The key facts of success: R7351 and 7424

  • Clearly defined problems, both (high kid mortality; worm control) seriously affecting the profitability of smallholder goat keeping
  • Simple and easily affordable solutions; with R7351 a solution that can also generate income for those without livestock
  • A dedicated team of stakeholders, including researcher, extension and farmers

Lessons Learned and Uptake Pathways

Promotion of Outputs:

R7351

  • Zimbabwe; North and South Matabeland and Midland Provinces (Zvishavane); extension workers (Dept of Agricultural Research and Extension) and NGOs
  • Tanzania (Dodoma Region, extension workers and NGOs)
  • Kenya (Meru District, Farm Africa)
  • Swaziland, university staff working in cane sugar growing areas
  • Uganda (Karamoja Province, Farm Africa)
  • Asia (Link project [R7798] proceedings)

R7424

Link project proceedings, publications and conferences are the main promotion methods which have so far been used to promote the output to researchers. A Technical manual for worm management in small ruminants, and a radio interview Max, R.A. (2005) A plant-based treatment for roundworms? Other presentations include: “Communicating science for sustainable development”. September 2005 edition,(http://www.agfax.net/): And an AGFAX radio interview by WREN Media, UK. 

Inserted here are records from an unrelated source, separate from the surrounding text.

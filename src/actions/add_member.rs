use chrono::{DateTime, Utc};

use crate::config::CoreConfig;
use crate::crypto::{generate_token, hash_token, SecretString};
use crate::events::{dispatch, AppEvent};
use crate::rbac::{evaluate, CrudAction, Page, PermissionMatrix};
use crate::repository::{CreateMember, Member};
use crate::tenant::TenantScope;
use crate::validators::{validate_email, validate_name};
use crate::{CoreError, MemberRepository, LOG_TARGET};

/// Input data for adding a member to the roster.
#[derive(Debug, Clone)]
pub struct AddMemberInput {
    pub full_name: String,
    pub email: String,
    pub phone: Option<String>,
    pub role: String,
    pub matrix: PermissionMatrix,
    pub major: Option<String>,
    pub gpa: Option<f32>,
}

/// Output from adding a member.
#[derive(Debug)]
pub struct AddMemberOutput {
    /// The created roster entry, status `Pending`.
    pub member: Member,
    /// The plain invitation token to send to the invitee (not stored, only
    /// returned once).
    pub token: SecretString,
    /// SHA-256 of the token, for the embedding application to persist and
    /// match against the activation link.
    pub token_hash: String,
    pub expires_at: DateTime<Utc>,
}

/// Action to add a member to the organization's roster.
///
/// This action:
/// 1. Verifies the actor may create on the Members page
/// 2. Validates the invitee's name and email
/// 3. Creates the roster entry in `Pending` status with the given matrix
/// 4. Generates a secure invitation token
///
/// The returned token should be sent to the invitee via email. It is hashed
/// here and cannot be recovered later.
pub struct AddMemberAction<M: MemberRepository> {
    members: M,
    config: CoreConfig,
}

impl<M: MemberRepository> AddMemberAction<M> {
    pub fn new(members: M) -> Self {
        Self {
            members,
            config: CoreConfig::default(),
        }
    }

    pub fn with_config(members: M, config: CoreConfig) -> Self {
        Self { members, config }
    }

    /// # Errors
    ///
    /// - `CoreError::PermissionDenied` - actor lacks create on Members
    /// - `CoreError::MemberNotFound` - actor has no roster entry here
    /// - `CoreError::DuplicateEmail` - invitee already on this roster
    /// - `CoreError::Validation(_)` - bad name or email
    #[cfg_attr(
        feature = "tracing",
        tracing::instrument(name = "add_member", skip_all, err)
    )]
    pub async fn execute(
        &self,
        scope: TenantScope,
        actor_email: &str,
        input: AddMemberInput,
    ) -> Result<AddMemberOutput, CoreError> {
        let actor = self
            .members
            .find_by_org_and_email(scope.org_id(), actor_email)
            .await?
            .ok_or(CoreError::MemberNotFound)?;

        if !evaluate(&actor.role, &actor.matrix, Page::Members, CrudAction::Create) {
            return Err(CoreError::PermissionDenied);
        }

        validate_name(&input.full_name)?;
        validate_email(&input.email)?;

        let member = self
            .members
            .create(CreateMember {
                org_id: scope.org_id(),
                full_name: input.full_name,
                email: input.email,
                phone: input.phone,
                role: input.role,
                matrix: input.matrix,
                major: input.major,
                gpa: input.gpa,
            })
            .await?;

        let token = generate_token(self.config.token_length);
        let token_hash = hash_token(&token);
        let expires_at = Utc::now() + self.config.invitation_expiry;

        log::info!(
            target: LOG_TARGET,
            "msg=\"member invited\", org_id={}, member_id={}, email=\"{}\"",
            member.org_id,
            member.id,
            member.email
        );

        dispatch(AppEvent::MemberInvited {
            org_id: member.org_id,
            member_id: member.id,
            email: member.email.clone(),
            at: Utc::now(),
        })
        .await;

        Ok(AddMemberOutput {
            member,
            token: SecretString::new(token),
            token_hash,
            expires_at,
        })
    }
}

Potential Barriers Preventing Adoption of Outputs:

R7351

  • Extensions services are constrained by government budgets
  • High staff turnover
  • Land tenure system under communal land ownership (farmer may have no control over use of trees)
  • Marketing of goats not formalised; often on a per head basis to a residual buyer, ignoring condition of the animal
  • Climate (excess heavy rainfall and strong winds during flowering reduces fruit production)
  • Isolated cases of local by-laws preventing collection and selling of pods
  • Negative effects if used as a sole source of supplemental protein (e.g. tainted milk and poisoning; abortions have been reported when excessive amounts of  Acacia nilotica have been consumed). The links between dietary tannins and animal production need further investigation (Mueller-Harvey, 2006, Annex D).
  • Benefits from deactivating tannins with polyethylene glycol (PEG) require an energy supplement to capture the released N. At present this approach is uneconomic
  • HIV-AIDS affects dissemination, labour availability and numbers of livestock a household can handle
  • Farmers need advice on all aspects of goat keeping-feeding, disease control, breeding, simple record keeping and marketing

R7424

  • There is a need for further on farm trials to work out dosing strategies etc. and if these are successful, the information needs to be disseminated so that the technique can be ‘marketed’. Two different tannin extracts (Quebracho from Argentina and wattle from Tanzania have been shown to be effective. Since tannin extracts and indeed the tannins do vary from country to country and between plant species it may be necessary to check other products.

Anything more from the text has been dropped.